2 Weekaversary

Today marks two weeks since I was admitted and it is all pretty good news. Blood tests taken this morning show a neutrophil count of 0.52, up from 0.05 yesterday, which is apparently a steep rise. This is the level at which they start to consider letting you go home. The only thing is one of the tests they did for viruses following my spiky temperature the other day came back positive so I start a new course of antibiotics today. However, providing my bloods stay ok over the weekend and the neutrophils continue to rise I will be having 'discharge talks' on Monday! This means I might be home as early as Friday...only joking it could well be Tuesday I am home. Which is great.

The nurse told me the pattern I have followed during the transplant is text book, and it would appear that my body has (once again) done well in coping with incredibly high doses of nasty drugs. Blood tests show my liver and kidney function to be normal, and if how I feel is anything to go by I feel fine too. I have been warned not to get too complacent about how I feel in here because you do nothing. I don't walk anywhere, my food is brought to me, there are no stairs, etc. When you leave apparently it will be harder for me for a bit physically (because of inactivity) and mentally. Apparently you get something known as 'chemo-brain' where you're not good at coping with multiple stimuli, the example given was kids shouting, telly on and trying to do something at the same time (that's like 14 hours of my normal day). If struggling you need to remove yourself for 'a couple of hours' and gradually reintroduce yourself to the situation. I'll run that one past Jo and see what she thinks.

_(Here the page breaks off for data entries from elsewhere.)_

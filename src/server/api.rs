//! Gateway HTTP API.
//!
//! Implements the two public endpoints:
//! - GET /generate?apikey=..&prompt=..
//! - GET /health

use std::sync::Arc;

use axum::extract::{Query, State};
use axum::http::StatusCode;
use axum::response::{IntoResponse, Response};
use axum::routing::get;
use axum::{Json, Router};
use serde::{Deserialize, Serialize};
use thiserror::Error;
use tower_http::trace::TraceLayer;
use tracing::{info, warn};
use uuid::Uuid;

use crate::config::Config;
use crate::upstream::{UpstreamClient, UpstreamError};

/// Application state shared across handlers.
pub struct AppState {
    pub config: Arc<Config>,
    pub upstream: Arc<dyn UpstreamClient>,
}

/// Build the axum router with all API routes.
pub fn build_router(state: Arc<AppState>) -> Router {
    Router::new()
        .route("/generate", get(generate))
        .route("/health", get(health))
        .layer(TraceLayer::new_for_http())
        .with_state(state)
}

// ─── Request/Response Types ────────────────────────────────────────────────

/// Query parameters for /generate.
#[derive(Debug, Deserialize)]
pub struct GenerateParams {
    pub apikey: String,
    pub prompt: String,
}

/// Successful generation response: the upstream text, relayed verbatim.
#[derive(Debug, Serialize)]
pub struct GenerateResponse {
    pub response: String,
}

/// Health check response.
#[derive(Debug, Serialize)]
pub struct HealthResponse {
    pub status: String,
}

// ─── Errors ────────────────────────────────────────────────────────────────

/// API-level errors. Serialized as `{"detail": <message>}`.
#[derive(Debug, Error)]
pub enum ApiError {
    #[error("Invalid API Key")]
    InvalidApiKey,

    #[error("Error communicating with Ollama: {0}")]
    Upstream(#[from] UpstreamError),
}

impl ApiError {
    fn status(&self) -> StatusCode {
        match self {
            ApiError::InvalidApiKey => StatusCode::UNAUTHORIZED,
            ApiError::Upstream(_) => StatusCode::INTERNAL_SERVER_ERROR,
        }
    }
}

/// Error body shape shared by all failure responses.
#[derive(Debug, Serialize)]
struct ErrorDetail {
    detail: String,
}

impl IntoResponse for ApiError {
    fn into_response(self) -> Response {
        let status = self.status();
        let body = ErrorDetail {
            detail: self.to_string(),
        };
        (status, Json(body)).into_response()
    }
}

// ─── Route Handlers ────────────────────────────────────────────────────────

async fn generate(
    State(state): State<Arc<AppState>>,
    Query(params): Query<GenerateParams>,
) -> Result<Json<GenerateResponse>, ApiError> {
    // Key check happens before anything touches the upstream.
    if params.apikey != state.config.auth.api_key {
        warn!("Rejected request with invalid API key");
        return Err(ApiError::InvalidApiKey);
    }

    let request_id = Uuid::new_v4().to_string();
    info!(
        request_id = %request_id,
        prompt_chars = params.prompt.len(),
        model = %state.config.upstream.model,
        "Generate request"
    );

    let text = state.upstream.generate(&params.prompt).await?;

    info!(
        request_id = %request_id,
        response_chars = text.len(),
        "Generate complete"
    );

    Ok(Json(GenerateResponse { response: text }))
}

async fn health() -> Json<HealthResponse> {
    Json(HealthResponse {
        status: "ok".to_string(),
    })
}
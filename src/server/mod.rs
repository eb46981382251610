//! HTTP server exposing the gateway API.
//!
//! - [`api`]: Request/response types, error mapping, and route handlers

pub mod api;
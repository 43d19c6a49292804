//! Power-supply boundary.
//!
//! The controller sits between two power paths: the wireless receiver it
//! manages and a wired (USB) input owned by the platform's charging
//! subsystem. [`SupplyHub`] is the controller's view of that subsystem;
//! [`Property`] is the property surface the controller answers on behalf
//! of the wireless supply.

use async_trait::async_trait;

use crate::error::Result;

/// Properties of the wireless supply, readable (and partly writable)
/// through the controller handle.
#[derive(Debug, Clone, Copy, PartialEq, Eq)]
pub enum Property {
    /// A transmitter is coupled (rectifier on).
    Present,
    /// The output stage (LDO) is energized.
    Online,
    /// Output current, uA.
    CurrentNow,
    /// Current limit, uA. Writable: stores an override and pushes it.
    CurrentMax,
    /// Output voltage, uV.
    VoltageNow,
    /// Voltage setpoint, uV. Writable: stores an override and pushes it.
    VoltageMax,
    /// Writable: toggles the LDO.
    ChargingEnabled,
}

/// The platform charging subsystem, as seen from the controller.
#[async_trait]
pub trait SupplyHub: Send {
    /// Whether a wired power source is currently present.
    async fn usb_present(&mut self) -> Result<bool>;

    /// Suspend or resume the DC input path so the system does not see a
    /// charger attached while we transmit power.
    async fn set_dc_suspend(&mut self, en: bool) -> Result<()>;

    /// Force the DC enable pin override on or off.
    async fn set_dc_pin_override(&mut self, en: bool) -> Result<()>;

    /// Notify consumers (the battery charger) that wireless supply
    /// properties changed.
    fn wireless_changed(&mut self);
}
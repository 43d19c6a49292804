//! Platform hardware boundary traits.
//!
//! The controller never touches GPIO or power-management primitives
//! directly; the platform hands it implementations of these traits at
//! construction time.

use async_trait::async_trait;

use crate::error::Result;

/// Logic level of a GPIO line.
#[derive(Debug, Clone, Copy, PartialEq, Eq)]
pub enum PinState {
    Low,
    High,
}

/// An output line the controller drives.
///
/// Used for the receiver enable line (active low: `High` disables the
/// receiver) and the boost line (active high: `High` back-powers the chip
/// so its register interface works without a coupled field).
#[async_trait]
pub trait OutputPin: Send {
    async fn set(&mut self, state: PinState) -> Result<()>;
}

/// System wake-lock handle.
///
/// Held while a transmitter is coupled or boost is on so the host does not
/// suspend mid-charge. Both calls must be idempotent.
pub trait WakeSource: Send {
    fn stay_awake(&mut self);
    fn relax(&mut self);
}
//! Register bus abstraction.
//!
//! The P938x sits on an addressable byte-oriented bus (I2C with 16-bit
//! register addresses in hardware). The controller only needs three
//! primitives; everything typed is built on top of them here.
//!
//! A read failure is a signal, not merely an error: the chip powers its
//! register interface from the coupled field, so the consuming state
//! machine treats any read failure on the status/telemetry path as a
//! removal event.

use async_trait::async_trait;

use crate::error::Result;

/// Byte-oriented access to the chip's 16-bit register space.
#[async_trait]
pub trait RegisterPort: Send {
    /// Read `buf.len()` bytes starting at `addr`.
    async fn read(&mut self, addr: u16, buf: &mut [u8]) -> Result<()>;

    /// Write a single register byte.
    async fn write(&mut self, addr: u16, val: u8) -> Result<()>;

    /// Write a run of bytes starting at `addr`.
    ///
    /// The default issues one register write per byte, which is what the
    /// boot ROM's SRAM window requires; transports with a working bulk
    /// write may override for the normal register range.
    async fn write_buffer(&mut self, addr: u16, buf: &[u8]) -> Result<()> {
        for (i, b) in buf.iter().enumerate() {
            self.write(addr + i as u16, *b).await?;
        }
        Ok(())
    }
}

/// Typed helpers over any [`RegisterPort`].
#[async_trait]
pub trait RegisterPortExt: RegisterPort {
    async fn read_u8(&mut self, addr: u16) -> Result<u8> {
        let mut buf = [0u8; 1];
        self.read(addr, &mut buf).await?;
        Ok(buf[0])
    }

    async fn read_u16(&mut self, addr: u16) -> Result<u16> {
        let mut buf = [0u8; 2];
        self.read(addr, &mut buf).await?;
        Ok(u16::from_le_bytes(buf))
    }

    async fn write_u16(&mut self, addr: u16, val: u16) -> Result<()> {
        self.write_buffer(addr, &val.to_le_bytes()).await
    }
}

impl<P: RegisterPort + ?Sized> RegisterPortExt for P {}
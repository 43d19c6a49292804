//! Controller for the IDT P938x inductive wireless power receiver.
//!
//! The P938x couples to a Qi transmitter pad, rectifies the induced AC, and
//! feeds a battery charger through an LDO output stage. This crate implements
//! the control logic on top of an abstract register bus: the status/IRQ state
//! machine, transmit-mode management, periodic telemetry, and the chunked,
//! checksummed protocol for programming firmware into the chip's OTP memory
//! through its SRAM staging buffer.
//!
//! The platform supplies the physical pieces as trait objects: a
//! [`port::RegisterPort`] for the bus, [`hw::OutputPin`]s for the enable and
//! boost lines, a [`hw::WakeSource`], and a [`supply::SupplyHub`] for the
//! wired-charger side. The [`controller::Controller`] task owns all of them
//! and serializes every register transaction; stimuli (IRQ edges, detach
//! detection, user requests) arrive as [`controller::Event`] messages through
//! a [`controller::Handle`].

pub mod codec;
pub mod controller;
pub mod error;
pub mod firmware;
pub mod hw;
pub mod port;
pub mod regs;
pub mod supply;
pub mod telemetry;

pub use controller::{Controller, FirmwareStatus, Handle};
pub use error::{Error, Result};
pub use supply::Property;
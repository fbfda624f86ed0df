//! Metrics Server Integration Tests
//!
//! Tests for the Prometheus metrics HTTP endpoint.

use mizuchi_spool::config::MetricsConfig;
use mizuchi_spool::metrics::server::MetricsServer;
use std::time::Duration;

fn test_config() -> MetricsConfig {
    MetricsConfig {
        enabled: true,
        address: "127.0.0.1:0".to_string(), // Use port 0 for random available port
    }
}

#[tokio::test]
async fn test_metrics_endpoint_returns_prometheus_format() {
    mizuchi_spool::metrics::record_rotation("write");

    let mut server = MetricsServer::new(&test_config());
    let addr = server.start().await.expect("Server should start");

    let client = reqwest::Client::new();
    let response = client
        .get(format!("http://{}/metrics", addr))
        .timeout(Duration::from_secs(5))
        .send()
        .await
        .expect("Should connect to metrics server");
    assert!(response.status().is_success());

    let content_type = response
        .headers()
        .get("content-type")
        .expect("Should have content-type")
        .to_str()
        .unwrap()
        .to_string();
    assert!(content_type.contains("text/plain"));

    let body = response.text().await.unwrap();
    assert!(body.contains("mizuchi_spool_rotations_total"));

    server.shutdown().await;
}

#[tokio::test]
async fn test_health_endpoint() {
    let mut server = MetricsServer::new(&test_config());
    let addr = server.start().await.expect("Server should start");

    let response = reqwest::Client::new()
        .get(format!("http://{}/health", addr))
        .send()
        .await
        .unwrap();
    assert!(response.status().is_success());

    let body = response.text().await.unwrap();
    assert!(body.contains(r#""status":"ok""#));
    assert!(body.contains("open_buffer_files"));

    server.shutdown().await;
}

#[tokio::test]
async fn test_unknown_path_is_not_found() {
    let mut server = MetricsServer::new(&test_config());
    let addr = server.start().await.expect("Server should start");

    let response = reqwest::Client::new()
        .get(format!("http://{}/nope", addr))
        .send()
        .await
        .unwrap();
    assert_eq!(response.status().as_u16(), 404);

    server.shutdown().await;
}
//! Buffer files
//!
//! A [`BufferFile`] is the append-only file a partition is currently writing
//! into. Closing it yields a [`ClosedFile`], the read-only handle that the
//! upload pool owns from then on.

use crate::rotation::FileStat;
use flate2::write::GzEncoder;
use flate2::Compression;
use std::fs::{self, File};
use std::io::{self, Write};
use std::path::{Component, Path, PathBuf};
use std::time::SystemTime;

/// Byte sink behind a buffer file
pub trait BufferSink: Send {
    /// Append the whole buffer
    fn write(&mut self, buf: &[u8]) -> io::Result<()>;

    /// Bytes on disk, after flushing anything held in memory.
    ///
    /// Zero until the first byte has been accepted.
    fn size(&mut self) -> io::Result<u64>;

    /// Payload bytes accepted so far, before any encoding
    fn written(&self) -> u64;

    fn fsync(&mut self) -> io::Result<()>;

    /// Flush, finish any trailing framing and sync to disk
    fn close(self: Box<Self>) -> io::Result<()>;
}

/// Uncompressed sink
pub struct PlainSink {
    file: File,
    written: u64,
}

impl PlainSink {
    pub fn new(file: File) -> io::Result<Self> {
        let written = file.metadata()?.len();
        Ok(Self { file, written })
    }
}

impl BufferSink for PlainSink {
    fn write(&mut self, buf: &[u8]) -> io::Result<()> {
        self.file.write_all(buf)?;
        self.written += buf.len() as u64;
        Ok(())
    }

    fn size(&mut self) -> io::Result<u64> {
        Ok(self.written)
    }

    fn written(&self) -> u64 {
        self.written
    }

    fn fsync(&mut self) -> io::Result<()> {
        self.file.sync_all()
    }

    fn close(self: Box<Self>) -> io::Result<()> {
        self.file.sync_all()
    }
}

/// Streaming gzip sink
pub struct GzipSink {
    encoder: GzEncoder<File>,
    written: u64,
}

impl GzipSink {
    pub fn new(file: File) -> Self {
        Self {
            encoder: GzEncoder::new(file, Compression::default()),
            written: 0,
        }
    }
}

impl BufferSink for GzipSink {
    fn write(&mut self, buf: &[u8]) -> io::Result<()> {
        self.encoder.write_all(buf)?;
        self.written += buf.len() as u64;
        Ok(())
    }

    fn size(&mut self) -> io::Result<u64> {
        // Flushing an untouched encoder would emit the gzip header.
        if self.written == 0 {
            return Ok(0);
        }
        self.encoder.flush()?;
        Ok(self.encoder.get_ref().metadata()?.len())
    }

    fn written(&self) -> u64 {
        self.written
    }

    fn fsync(&mut self) -> io::Result<()> {
        self.encoder.flush()?;
        self.encoder.get_ref().sync_all()
    }

    fn close(self: Box<Self>) -> io::Result<()> {
        let file = self.encoder.finish()?;
        file.sync_all()
    }
}

/// The file a partition is currently appending to
pub struct BufferFile {
    key: String,
    partition: String,
    path: PathBuf,
    root: PathBuf,
    created_at: SystemTime,
    sink: Option<Box<dyn BufferSink>>,
}

impl BufferFile {
    pub(crate) fn new(
        key: String,
        partition: String,
        path: PathBuf,
        root: PathBuf,
        sink: Box<dyn BufferSink>,
    ) -> Self {
        Self {
            key,
            partition,
            path,
            root,
            created_at: SystemTime::now(),
            sink: Some(sink),
        }
    }

    /// Remote object key
    pub fn key(&self) -> &str {
        &self.key
    }

    /// Partition key this file belongs to, without a leading separator
    pub fn partition(&self) -> &str {
        &self.partition
    }

    pub fn path(&self) -> &Path {
        &self.path
    }

    pub fn created_at(&self) -> SystemTime {
        self.created_at
    }

    pub fn is_open(&self) -> bool {
        self.sink.is_some()
    }

    pub fn write(&mut self, buf: &[u8]) -> io::Result<()> {
        match self.sink.as_mut() {
            Some(sink) => sink.write(buf),
            None => Err(closed_error(&self.path)),
        }
    }

    pub fn size(&mut self) -> io::Result<u64> {
        match self.sink.as_mut() {
            Some(sink) => sink.size(),
            None => Ok(fs::metadata(&self.path)?.len()),
        }
    }

    /// No payload has been written, whatever the encoding put on disk
    pub fn is_empty(&mut self) -> io::Result<bool> {
        match self.sink.as_ref() {
            Some(sink) => Ok(sink.written() == 0),
            None => Ok(self.size()? == 0),
        }
    }

    pub fn fsync(&mut self) -> io::Result<()> {
        match self.sink.as_mut() {
            Some(sink) => sink.fsync(),
            None => Ok(()),
        }
    }

    /// Snapshot used by the rotation policy
    pub fn stat(&mut self) -> io::Result<FileStat> {
        Ok(FileStat {
            size: self.size()?,
            created_at: self.created_at,
        })
    }

    /// Close the file and hand out the upload handle.
    ///
    /// Every later write fails.
    pub fn close(&mut self) -> io::Result<ClosedFile> {
        if let Some(sink) = self.sink.take() {
            sink.close()?;
        }
        ClosedFile::open(self.key.clone(), self.path.clone(), self.root.clone())
    }
}

fn closed_error(path: &Path) -> io::Error {
    io::Error::new(
        io::ErrorKind::Other,
        format!("buffer file {} is closed", path.display()),
    )
}

/// A buffer file that will not be written again
#[derive(Debug)]
pub struct ClosedFile {
    key: String,
    path: PathBuf,
    root: PathBuf,
    size: u64,
}

impl ClosedFile {
    fn open(key: String, path: PathBuf, root: PathBuf) -> io::Result<Self> {
        let size = fs::metadata(&path)?.len();
        Ok(Self {
            key,
            path,
            root,
            size,
        })
    }

    /// Adopt a file left in the buffer tree by an earlier process.
    ///
    /// The key is the path relative to `root`, joined with `/`. A leading
    /// instance directory (the UUID the factory nests files under) is dropped
    /// so the key matches what the live pipeline would have used.
    pub fn from_existing(path: &Path, root: &Path) -> io::Result<Self> {
        let relative = path.strip_prefix(root).map_err(|_| {
            io::Error::new(
                io::ErrorKind::InvalidInput,
                format!("{} is not under {}", path.display(), root.display()),
            )
        })?;

        let mut parts: Vec<String> = relative
            .components()
            .filter_map(|c| match c {
                Component::Normal(part) => Some(part.to_string_lossy().into_owned()),
                _ => None,
            })
            .collect();

        if parts.len() > 1 && uuid::Uuid::parse_str(&parts[0]).is_ok() {
            parts.remove(0);
        }

        Self::open(parts.join("/"), path.to_path_buf(), root.to_path_buf())
    }

    pub fn key(&self) -> &str {
        &self.key
    }

    pub fn path(&self) -> &Path {
        &self.path
    }

    /// Size in bytes at the time the file was closed
    pub fn size(&self) -> u64 {
        self.size
    }

    /// Remove the file and any directories it leaves empty below the root
    pub fn delete(self) -> io::Result<()> {
        match fs::remove_file(&self.path) {
            Ok(()) => {}
            Err(e) if e.kind() == io::ErrorKind::NotFound => {}
            Err(e) => return Err(e),
        }

        let mut dir = self.path.parent();
        while let Some(current) = dir {
            if current == self.root || !current.starts_with(&self.root) {
                break;
            }
            // Fails on non-empty directories, which ends the walk.
            if fs::remove_dir(current).is_err() {
                break;
            }
            dir = current.parent();
        }
        Ok(())
    }
}
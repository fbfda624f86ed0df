//! Local buffering
//!
//! Records are appended to one open file per partition key. The repository
//! hands out per-key access, the factory swaps files on rotation, and a closed
//! file becomes a [`ClosedFile`] owned by the upload side.

pub mod factory;
pub mod file;
pub mod repository;

pub use factory::TemporaryFileFactory;
pub use file::{BufferFile, BufferSink, ClosedFile, GzipSink, PlainSink};
pub use repository::FileRepository;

Decided to go nuclear on the hair, even at grade 4 I was leaving visible little piles of hair around my feet where I sat and it was looking all thin and patchy. So it is now 0.5. Check it.

It doesn't look as bad as I thought it would. I wouldn't choose it but it is ok. Apparently there is a 7 day period of hair loss. My beard pretty much all fell out this morning. At first it was only the left half of my goatee which made me look well stupid so I had to persevere and pull out more of the right side to even it up. I will shave it tomorrow. As for my hair I can see bald patches now, some the size of a pea. nothing massive, however there is still large proportion of it left, but there is still time! The nurse did say though that once your blood recovers your hair starts growing again and she has known patients to be showing new hair growth 2 weeks after transplant, it comes back really fuzzy though so it needs to be kept short for a while.

In other news, my sister and niece have both been tatooed in the name of cancer research. A local tattoo parlour put on a day where you could get a tat of the cancer ribbon, my sister and niece chose the ribbon to be the body of a butterfly, and all the money went to cancer research. And you could get the ribbon the official colour of your chosen cancer and they chose, wait for it...multiple myeloma. Just goes to show the multitude and diverse ways you can do your little bit these days. Respect.